%\VignetteIndexEntry{GUIDEseq Vignette}
%\VignetteDepends{GUIDEseq}
%\VignetteKeywords{GUIDEseq}
%\VignettePackage{GUIDEseq}
\documentclass[12pt]{article}

<<style, eval=TRUE, echo=FALSE, results=tex>>=
BiocStyle::latex()
@

\usepackage{hyperref}
\usepackage{url}
\usepackage[numbers]{natbib}
\usepackage{graphicx}
\usepackage[section]{placeins}
\bibliographystyle{plainnat}
\author{Lihua Julie Zhu, Michael Lawrence, Ankit Gupta, Herve Pages,\\ Alper Kucukural, Manuel Garber, Scot Wolfe}
\begin{document}
\SweaveOpts{concordance=TRUE}

<<include=FALSE, echo=FALSE, eval=TRUE>>=
library(knitr)
opts_chunk$set(
concordance=TRUE
)
@

\title{GUIDEseq user's guide}
\maketitle
\tableofcontents
%%%%%%%%%%%%%%%%%%%%%%%%%%%%%%%%%%%%%%%%%%%%%%%%%%%%%%%%%%%%%%%%%%%%%%%%%%%%%%%
\section{Introduction}
The most recently developed genome editing system, CRISPR-Cas9 has greater 
inherent flexibility than prior programmable nuclease platforms because 
sequence-specific recognition resides primarily within the associated sgRNA,
which permits a simple alteration of its recognition sequence. The short 
Protospacer Adjacent Motif (PAM), which is recognized by Cas9, is the chief 
constraint on the target site design density. Because of its simplicity and 
efficacy, this technology is revolutionizing biological studies and holds 
tremendous promise for therapeutic applications(Ledford, 2015; 
Cox et al., 2015).  

However, imperfect cleavage specificity of CRISPR/Cas9 nuclease within the 
genome is a cause for concern for its therapeutic application. S. pyogenes Cas9 
(SpyCas9)-based nucleases can cleave an imperfect heteroduplex formed between 
the guide sequence and a DNA sequence containing a functional PAM where the 
number, position and type of base mismatches can impact the level of activity
(Hsu et al., 2013; Mali et al., 2013; Fu et al., 2013). This degree of 
promiscuity is problematic for therapeutic applications, since 
the generation of DNA breaks at unintended (off-target) sites has the potential
to alter gene expression and function through direct mutagenesis or the 
generation of genomic rearrangements. Experimentally defining the number and 
activity of off-target sites for a given Cas9/sgRNA complex genome-wide is 
critical to assess and improve nuclease precision.
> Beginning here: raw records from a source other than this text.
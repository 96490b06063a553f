use serde::{Deserialize, Serialize};

#[derive(Debug, Clone, Copy, Default, Serialize, Deserialize, PartialEq)]
pub struct Vec2 {
    pub x: f32,
    pub y: f32,
}

impl Vec2 {
    pub const ZERO: Vec2 = Vec2 { x: 0.0, y: 0.0 };

    pub fn new(x: f32, y: f32) -> Self {
        Self { x, y }
    }

    pub fn lerp(self, other: Vec2, t: f32) -> Vec2 {
        Vec2 {
            x: lerp(self.x, other.x, t),
            y: lerp(self.y, other.y, t),
        }
    }
}

impl std::ops::Add for Vec2 {
    type Output = Vec2;

    fn add(self, rhs: Vec2) -> Vec2 {
        Vec2::new(self.x + rhs.x, self.y + rhs.y)
    }
}

impl std::ops::Sub for Vec2 {
    type Output = Vec2;

    fn sub(self, rhs: Vec2) -> Vec2 {
        Vec2::new(self.x - rhs.x, self.y - rhs.y)
    }
}

impl std::ops::Mul<f32> for Vec2 {
    type Output = Vec2;

    fn mul(self, rhs: f32) -> Vec2 {
        Vec2::new(self.x * rhs, self.y * rhs)
    }
}

/// Position, uniform scale and rotation (degrees) of one on-screen object.
#[derive(Debug, Clone, Copy, Serialize, Deserialize, PartialEq)]
pub struct Transform {
    pub pos: Vec2,
    #[serde(default = "default_scale")]
    pub scale: f32,
    #[serde(default)]
    pub rot: f32,
}

fn default_scale() -> f32 {
    1.0
}

impl Default for Transform {
    fn default() -> Self {
        Self {
            pos: Vec2::ZERO,
            scale: 1.0,
            rot: 0.0,
        }
    }
}

impl Transform {
    pub fn at(pos: Vec2) -> Self {
        Self {
            pos,
            ..Self::default()
        }
    }

    pub fn lerp(self, other: Transform, t: f32) -> Transform {
        Transform {
            pos: self.pos.lerp(other.pos, t),
            scale: lerp(self.scale, other.scale, t),
            rot: lerp(self.rot, other.rot, t),
        }
    }
}

pub fn lerp(a: f32, b: f32, t: f32) -> f32 {
    a + (b - a) * t
}
use crate::{
    arc_slots, Animator, BuildRules, Catalog, Event, EventBus, Face, Hand, HandleId, Pile,
    RngState, SetupError, Table, Transform, TweenId, Vec2,
};
use std::collections::VecDeque;

/// The move whose animation is currently in flight.
#[derive(Debug, Clone, Copy, PartialEq, Eq)]
pub enum PendingMove {
    DrawToFocus { handle: HandleId },
    CommitToHand { handle: HandleId },
}

/// Session phase. The mid-animation gate lives in the state type itself:
/// while `Animating`, every input is dropped, not queued.
#[derive(Debug, Clone, Copy, PartialEq, Eq)]
pub enum BuildPhase {
    ReadyToDraw,
    Animating(PendingMove),
    Focusing { can_finish: bool },
    Built,
}

#[derive(Debug, Clone, Copy)]
enum StepEffect {
    FlipFaceUp,
}

#[derive(Debug, Clone, Copy)]
struct TweenStep {
    to: Transform,
    duration: f32,
    effect: Option<StepEffect>,
}

#[derive(Debug, Clone, Copy)]
struct AwaitedStep {
    tween: TweenId,
    to: Transform,
    effect: Option<StepEffect>,
}

/// Orchestrates pile -> focus -> hand transitions. All input is dispatched
/// here regardless of what is on screen; eligibility is decided by the
/// current phase and identity checks against the pile top.
#[derive(Debug)]
pub struct BuildSession {
    pub table: Table,
    pub pile: Pile,
    pub hand: Hand,
    pub rules: BuildRules,
    rng: RngState,
    catalog_ids: Vec<u32>,
    phase: BuildPhase,
    focused: Option<HandleId>,
    script: VecDeque<TweenStep>,
    awaited: Option<AwaitedStep>,
}

impl BuildSession {
    pub fn new(catalog: &Catalog, rules: BuildRules, rng: RngState) -> Result<Self, SetupError> {
        if catalog.is_empty() {
            return Err(SetupError::EmptyCatalog);
        }
        let capacity = rules.hand_capacity;
        let mut session = Self {
            table: Table::default(),
            pile: Pile::default(),
            hand: Hand::new(capacity),
            rules,
            rng,
            catalog_ids: catalog.ids(),
            phase: BuildPhase::ReadyToDraw,
            focused: None,
            script: VecDeque::new(),
            awaited: None,
        };
        session.deal_pile();
        Ok(session)
    }

    pub fn phase(&self) -> BuildPhase {
        self.phase
    }

    pub fn focused(&self) -> Option<HandleId> {
        self.focused
    }

    pub fn is_built(&self) -> bool {
        self.phase == BuildPhase::Built
    }

    pub fn can_draw(&self) -> bool {
        self.phase == BuildPhase::ReadyToDraw && !self.pile.is_empty() && !self.hand.is_full()
    }

    /// Persisted card tags in commit order.
    pub fn deck_tags(&self) -> Vec<String> {
        self.hand
            .slots()
            .iter()
            .filter_map(|&id| self.table.get(id).map(|handle| handle.tag.clone()))
            .collect()
    }

    /// A click landed on a specific card handle.
    pub fn on_card_clicked(
        &mut self,
        clicked: HandleId,
        animator: &mut dyn Animator,
        events: &mut EventBus,
    ) {
        match self.phase {
            BuildPhase::ReadyToDraw => {
                // Only the current pile top is interactable.
                if Some(clicked) != self.pile.top() {
                    return;
                }
                if self.hand.is_full() || self.pile.is_empty() {
                    return;
                }
                self.start_draw(animator, events);
            }
            BuildPhase::Focusing { can_finish: true } => self.start_commit(animator, events),
            _ => {}
        }
    }

    /// A click landed anywhere else. Confirms the focused card.
    pub fn on_confirm(&mut self, animator: &mut dyn Animator, events: &mut EventBus) {
        if self.phase == (BuildPhase::Focusing { can_finish: true }) {
            self.start_commit(animator, events);
        }
    }

    /// Per-frame tick. Arms `can_finish` the frame after the focus
    /// animation settles, so the input that opened focus can never also
    /// close it. Call before the animation tick each frame.
    pub fn tick(&mut self) {
        if let BuildPhase::Focusing { can_finish } = &mut self.phase {
            *can_finish = true;
        }
    }

    /// Completion callback from the animation port. Ids that do not match
    /// the awaited script step (hand re-layout tweens) are ignored.
    pub fn on_tween_complete(
        &mut self,
        id: TweenId,
        animator: &mut dyn Animator,
        events: &mut EventBus,
    ) {
        let Some(awaited) = self.awaited else {
            return;
        };
        if awaited.tween != id {
            return;
        }
        self.awaited = None;
        let Some(moving) = self.moving_handle() else {
            return;
        };
        if let Some(handle) = self.table.get_mut(moving) {
            handle.transform = awaited.to;
            if let Some(StepEffect::FlipFaceUp) = awaited.effect {
                handle.face = Face::Up;
            }
        }
        self.issue_next(animator, events);
    }

    /// Discard the session: clears pile, hand and all runtime handles,
    /// redraws and reshuffles the pile, and returns to `ReadyToDraw`.
    pub fn reset(&mut self, animator: &mut dyn Animator, events: &mut EventBus) {
        for id in self.table.ids() {
            animator.cancel(id);
        }
        self.table.clear();
        self.pile.clear();
        self.hand.clear();
        self.script.clear();
        self.awaited = None;
        self.focused = None;
        self.deal_pile();
        self.phase = BuildPhase::ReadyToDraw;
        events.push(Event::SessionReset);
    }

    fn deal_pile(&mut self) {
        let drawn = self
            .rng
            .draw_subset(&self.catalog_ids, self.rules.pile_draw);
        for (index, card) in drawn.into_iter().enumerate() {
            let pos = self.rules.pile_origin + self.rules.pile_step * index as f32;
            let id = self.table.spawn(card, Face::Down, Transform::at(pos));
            self.pile.push(id);
        }
    }

    fn moving_handle(&self) -> Option<HandleId> {
        match self.phase {
            BuildPhase::Animating(PendingMove::DrawToFocus { handle })
            | BuildPhase::Animating(PendingMove::CommitToHand { handle }) => Some(handle),
            _ => None,
        }
    }

    fn start_draw(&mut self, animator: &mut dyn Animator, events: &mut EventBus) {
        let Some(handle) = self.pile.pop_top() else {
            return;
        };
        let Some(card) = self.table.get(handle) else {
            return;
        };
        let tag = card.tag.clone();
        let current = card.transform;
        let lifted = Transform {
            pos: current.pos + Vec2::new(0.0, -self.rules.lift_height),
            ..current
        };
        let focus = self.rules.focus_anchor;
        // The face flip lands partway through the travel, so the travel is
        // issued in two halves with the flip between them.
        let midway = lifted.lerp(focus, 0.5);
        let half_travel = self.rules.travel_duration / 2.0;
        self.script = VecDeque::from([
            TweenStep {
                to: lifted,
                duration: self.rules.lift_duration,
                effect: None,
            },
            TweenStep {
                to: midway,
                duration: half_travel,
                effect: Some(StepEffect::FlipFaceUp),
            },
            TweenStep {
                to: focus,
                duration: half_travel,
                effect: None,
            },
        ]);
        self.phase = BuildPhase::Animating(PendingMove::DrawToFocus { handle });
        events.push(Event::CardDrawn {
            tag,
            pile_left: self.pile.len(),
        });
        self.issue_next(animator, events);
    }

    fn start_commit(&mut self, animator: &mut dyn Animator, events: &mut EventBus) {
        let Some(handle) = self.focused.take() else {
            return;
        };
        self.script = VecDeque::from([TweenStep {
            to: Transform::at(self.rules.hand_pivot),
            duration: self.rules.settle_duration,
            effect: None,
        }]);
        self.phase = BuildPhase::Animating(PendingMove::CommitToHand { handle });
        self.issue_next(animator, events);
    }

    fn issue_next(&mut self, animator: &mut dyn Animator, events: &mut EventBus) {
        let Some(handle) = self.moving_handle() else {
            return;
        };
        match self.script.pop_front() {
            Some(step) => {
                let from = self
                    .table
                    .get(handle)
                    .map(|card| card.transform)
                    .unwrap_or_default();
                let tween = animator.tween(handle, from, step.to, step.duration);
                self.awaited = Some(AwaitedStep {
                    tween,
                    to: step.to,
                    effect: step.effect,
                });
            }
            None => self.finish_move(animator, events),
        }
    }

    fn finish_move(&mut self, animator: &mut dyn Animator, events: &mut EventBus) {
        match self.phase {
            BuildPhase::Animating(PendingMove::DrawToFocus { handle }) => {
                self.focused = Some(handle);
                self.phase = BuildPhase::Focusing { can_finish: false };
                if let Some(card) = self.table.get(handle) {
                    events.push(Event::CardFocused {
                        tag: card.tag.clone(),
                    });
                }
            }
            BuildPhase::Animating(PendingMove::CommitToHand { handle }) => {
                self.hand.push(handle);
                if let Some(card) = self.table.get(handle) {
                    events.push(Event::CardCommitted {
                        tag: card.tag.clone(),
                        hand: self.hand.len(),
                        capacity: self.hand.capacity(),
                    });
                }
                self.relayout_hand(animator);
                if self.hand.is_full() {
                    self.phase = BuildPhase::Built;
                    events.push(Event::DeckCompleted {
                        tags: self.deck_tags(),
                    });
                } else {
                    self.phase = BuildPhase::ReadyToDraw;
                }
            }
            _ => {}
        }
    }

    /// Re-send every hand slot toward its arc pose. Completions of these
    /// tweens are cosmetic and carry no state transition.
    fn relayout_hand(&mut self, animator: &mut dyn Animator) {
        let slots = arc_slots(self.hand.len(), self.rules.hand_pivot, &self.rules.layout);
        for (slot, &handle) in slots.iter().zip(self.hand.slots()) {
            let Some(card) = self.table.get(handle) else {
                continue;
            };
            let to = Transform {
                pos: slot.pos,
                scale: 1.0,
                rot: slot.rot,
            };
            animator.tween(handle, card.transform, to, self.rules.settle_duration);
        }
    }
}
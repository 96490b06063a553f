use crate::{card_tag, Face, Transform};
use std::collections::HashMap;

#[derive(Debug, Clone, Copy, PartialEq, Eq, Hash, PartialOrd, Ord)]
pub struct HandleId(u32);

/// Runtime card instance occupying a slot (pile, focus, hand or viewer
/// list). Created when drawn or rendered into a list, destroyed when the
/// surrounding session is cleared.
#[derive(Debug, Clone)]
pub struct CardHandle {
    pub id: HandleId,
    pub card: u32,
    pub tag: String,
    pub face: Face,
    pub transform: Transform,
    pub visible: bool,
    pub interactive: bool,
}

/// Arena owning every live card handle.
#[derive(Debug, Default)]
pub struct Table {
    handles: HashMap<HandleId, CardHandle>,
    next: u32,
}

impl Table {
    pub fn spawn(&mut self, card: u32, face: Face, transform: Transform) -> HandleId {
        let id = HandleId(self.next);
        self.next += 1;
        self.handles.insert(
            id,
            CardHandle {
                id,
                card,
                tag: card_tag(card),
                face,
                transform,
                visible: true,
                interactive: true,
            },
        );
        id
    }

    pub fn despawn(&mut self, id: HandleId) {
        self.handles.remove(&id);
    }

    pub fn get(&self, id: HandleId) -> Option<&CardHandle> {
        self.handles.get(&id)
    }

    pub fn get_mut(&mut self, id: HandleId) -> Option<&mut CardHandle> {
        self.handles.get_mut(&id)
    }

    pub fn ids(&self) -> Vec<HandleId> {
        let mut ids: Vec<HandleId> = self.handles.keys().copied().collect();
        ids.sort_unstable();
        ids
    }

    pub fn len(&self) -> usize {
        self.handles.len()
    }

    pub fn is_empty(&self) -> bool {
        self.handles.is_empty()
    }

    pub fn clear(&mut self) {
        self.handles.clear();
    }
}

/// Draw source: last in, first out, only the top card interactable.
#[derive(Debug, Default)]
pub struct Pile {
    stack: Vec<HandleId>,
}

impl Pile {
    pub fn push(&mut self, id: HandleId) {
        self.stack.push(id);
    }

    pub fn top(&self) -> Option<HandleId> {
        self.stack.last().copied()
    }

    pub fn pop_top(&mut self) -> Option<HandleId> {
        self.stack.pop()
    }

    pub fn contains(&self, id: HandleId) -> bool {
        self.stack.contains(&id)
    }

    pub fn len(&self) -> usize {
        self.stack.len()
    }

    pub fn is_empty(&self) -> bool {
        self.stack.is_empty()
    }

    pub fn clear(&mut self) {
        self.stack.clear();
    }
}

/// Accumulated selection, append-only during a session. Order is commit
/// order and is authoritative for both layout angle and persisted order.
#[derive(Debug)]
pub struct Hand {
    slots: Vec<HandleId>,
    capacity: usize,
}

impl Hand {
    pub fn new(capacity: usize) -> Self {
        Self {
            slots: Vec::with_capacity(capacity),
            capacity,
        }
    }

    pub fn push(&mut self, id: HandleId) {
        debug_assert!(self.slots.len() < self.capacity);
        self.slots.push(id);
    }

    pub fn slots(&self) -> &[HandleId] {
        &self.slots
    }

    pub fn capacity(&self) -> usize {
        self.capacity
    }

    pub fn len(&self) -> usize {
        self.slots.len()
    }

    pub fn is_empty(&self) -> bool {
        self.slots.is_empty()
    }

    pub fn is_full(&self) -> bool {
        self.slots.len() >= self.capacity
    }

    pub fn clear(&mut self) {
        self.slots.clear();
    }
}

#[cfg(test)]
mod tests {
    use super::*;

    #[test]
    fn spawn_assigns_unique_ids_and_tags() {
        let mut table = Table::default();
        let a = table.spawn(3, Face::Down, Transform::default());
        let b = table.spawn(3, Face::Down, Transform::default());
        assert_ne!(a, b);
        assert_eq!(table.get(a).expect("live").tag, "card_id_3");
        table.despawn(a);
        assert!(table.get(a).is_none());
        assert_eq!(table.len(), 1);
    }

    #[test]
    fn pile_is_lifo() {
        let mut pile = Pile::default();
        let mut table = Table::default();
        let a = table.spawn(1, Face::Down, Transform::default());
        let b = table.spawn(2, Face::Down, Transform::default());
        pile.push(a);
        pile.push(b);
        assert_eq!(pile.top(), Some(b));
        assert_eq!(pile.pop_top(), Some(b));
        assert_eq!(pile.top(), Some(a));
    }
}
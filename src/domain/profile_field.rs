//! src/domain/profile_field.rs

/// Optional free-text field of a waiting list entry (name, interest, location).
#[derive(Debug, Clone, PartialEq, Eq)]
pub struct ProfileField(String);

impl ProfileField {
    /// Trims the input. Missing and blank values both become `None`, so an
    /// empty string is never stored.
    pub fn parse(s: Option<String>) -> Option<ProfileField> {
        let s = s?;
        let trimmed = s.trim();
        if trimmed.is_empty() {
            None
        } else {
            Some(Self(trimmed.to_owned()))
        }
    }
}

impl AsRef<str> for ProfileField {
    fn as_ref(&self) -> &str {
        &self.0
    }
}
//! src/routes/home/mod.rs

mod properties;

use actix_web::Responder;
use actix_web_flash_messages::{IncomingFlashMessages, Level};
use askama_actix::Template;

pub use properties::{InterestOption, Property, INTEREST_OPTIONS, PROPERTIES};

struct Notice {
    kind: &'static str,
    content: String,
}

#[derive(Template)]
#[template(path = "home.html")]
struct HomeTemplate {
    notices: Vec<Notice>,
    properties: &'static [Property],
    interests: &'static [InterestOption],
}

pub async fn home(flash_messages: IncomingFlashMessages) -> impl Responder {
    let notices = flash_messages
        .iter()
        .map(|m| Notice {
            kind: match m.level() {
                Level::Success => "success",
                Level::Error | Level::Warning => "error",
                _ => "info",
            },
            content: m.content().to_string(),
        })
        .collect();
    HomeTemplate {
        notices,
        properties: PROPERTIES,
        interests: INTEREST_OPTIONS,
    }
}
A new suite of genome-wide off-target detection methods have recently been 
described that can identify sites with low cleavage activity within a 
population of nuclease-treated cells. One of the most sensitive and 
straightforward methods to employ is GUIDE-seq (Tsai et al., 2015).
This method relies on erroneous NHEJ-mediated DNA repair to capture 
co-introduced blunt-ended double stranded oligonucleotides (dsODNs) at 
Cas9-induced breakpoints within the genome. The GUIDE-seq dsODNs display high 
insertion frequency (up to 50\% of the measured indel rate (Tsai et al., 2015)) 
at Cas9-induced DSBs, thereby tagging these loci for selective amplification and 
subsequent deep sequencing. The method is quite sensitive as off-target sites 
with >0.1\% indel frequency can be detected, and the frequency of dsODN 
insertion appears to be correlated with the frequency of Cas9-induced lesions 
at each site (Tsai et al., 2015). This method has been used successfully to 
evaluate the precision of Cas9 and its variants (tru-sgRNAs (Tsai et al., 2015) 
or PAM variants (Kleinstiver et al., 2015)). Given its favorable properties, 
GUIDE-seq could become a standard in the nuclease field for off-target analysis.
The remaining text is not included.